In figure \[\dfrac{{QR}}{{QS}} = \dfrac{{QT}}{{PR}}\]and\[\angle 1 = \angle 2\]. Show that \[\vartriangle PQS \sim \vartriangle TQR\]

Answer 1

Hint: We prove two triangles similar by SAS theorem of similarity. Use the given set of equal angles to prove the triangle PQR an isosceles triangle. Use the proportional sides and common angle to show triangles similar.
SAS theorem of similarity states that if two sides in one triangle are proportional to two sides in another triangle and the included angle in both are equal, then the two triangles are similar.
Two triangles are equilateral if they have two sides equal.
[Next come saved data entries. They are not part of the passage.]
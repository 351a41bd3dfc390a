//! Liveness endpoint.
//!
//! Answers 200 for as long as the HTTP server accepts connections. It says
//! nothing about whether controllers have synced or the store is reachable;
//! `/api/v1/state` reports that.

use axum::http::StatusCode;

/// Health check handler.
///
/// Returns 200 OK with the text "OK".
///
/// # Example
///
/// ```ignore
/// GET /health HTTP/1.1
///
/// HTTP/1.1 200 OK
/// Content-Type: text/plain
///
/// OK
/// ```
pub async fn health_handler() -> (StatusCode, &'static str) {
    (StatusCode::OK, "OK")
}
//! Relevance filter for quota notifications.
//!
//! Only quotas tagged with a hardware class are mirrored into queues. A quota
//! is tagged when its namespace or its own name ends with one of the
//! configured suffixes (for example `team-a100` or a quota in namespace
//! `infra-3090`). Scoping happens here rather than with a label selector on
//! the watch, so the watch layer stays generic.

use std::sync::Arc;

use tracing::trace;

use crate::types::QuotaSnapshot;

use super::events::{Notification, Verb};
use super::request::Request;

/// Suffix tags used when none are configured.
pub const DEFAULT_SUFFIXES: [&str; 2] = ["3090", "a100"];

/// Decides which quota notifications become reconcile requests.
#[derive(Debug, Clone, PartialEq, Eq)]
pub struct EventFilter {
    suffixes: Vec<String>,
}

impl Default for EventFilter {
    fn default() -> Self {
        EventFilter::new(DEFAULT_SUFFIXES)
    }
}

impl EventFilter {
    /// Creates a filter matching the given suffix tags.
    ///
    /// Empty tags are ignored; an empty tag would otherwise match everything.
    pub fn new<I, S>(suffixes: I) -> Self
    where
        I: IntoIterator<Item = S>,
        S: Into<String>,
    {
        EventFilter {
            suffixes: suffixes
                .into_iter()
                .map(Into::into)
                .filter(|s: &String| !s.is_empty())
                .collect(),
        }
    }

    pub fn suffixes(&self) -> &[String] {
        &self.suffixes
    }

    /// Returns true if the quota's namespace or name carries a tag.
    pub fn is_relevant(&self, quota: &QuotaSnapshot) -> bool {
        self.suffixes
            .iter()
            .any(|tag| quota.namespace.ends_with(tag.as_str()) || quota.name.ends_with(tag.as_str()))
    }

    /// Turns a quota change into a request, or `None` if it is not relevant.
    pub fn filter(&self, quota: impl Into<Arc<QuotaSnapshot>>, verb: Verb) -> Option<Request> {
        let quota = quota.into();
        if !self.is_relevant(&quota) {
            trace!(
                name = %quota.name,
                namespace = %quota.namespace,
                verb = %verb,
                "Ignoring untagged quota"
            );
            return None;
        }
        Some(Request::new(quota, verb))
    }

    /// Converts a notification at the feed boundary.
    pub fn admit(&self, notification: Notification) -> Option<Request> {
        self.filter(notification.quota, notification.kind)
    }
}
Also, angles opposite to equal sides are equal.

Complete step-by-step solution:
We are given \[\angle 1 = \angle 2\]
In \[\vartriangle PQR\], \[\angle 1 = \angle 2\]
Since we know the sides opposite to equal angles are equal in any triangle.
\[ \Rightarrow PQ = PR\]...............… (1)
So\[\vartriangle PQR\] is an isosceles triangle.
Now we are given \[\dfrac{{QR}}{{QS}} = \dfrac{{QT}}{{PR}}\]
Substitute the value of\[PR = PQ\] in the proportion
\[ \Rightarrow \dfrac{{QR}}{{QS}} = \dfrac{{QT}}{{PQ}}\].................… (2)
Now in \[\vartriangle PQS\] and \[\vartriangle TQR\];
 \[\dfrac{{QR}}{{QS}} = \dfrac{{QT}}{{PQ}}\]{From equation (2)}
\[\angle A = \angle A\](Common angle in both triangles)
We have two sides in one triangle that are proportional to two sides in another triangle and included angles equal in both the triangles.
Then by SAS similarity theorem, we can say that \[\vartriangle PQS \sim \vartriangle TQR\]
\[\therefore \vartriangle PQS \sim \vartriangle TQR\]

Note: Students many times confuse SAS similarity theorem with SAS congruence. They try to prove sides of triangles congruent and equal, but keep in mind here we have to prove triangles similar and the rules are different for proving congruence and different for proving similarity. Also, focus on the pair of equal angles in both triangles as they should be between the proportional sides, i.e. the angle should be included and not any of the angles.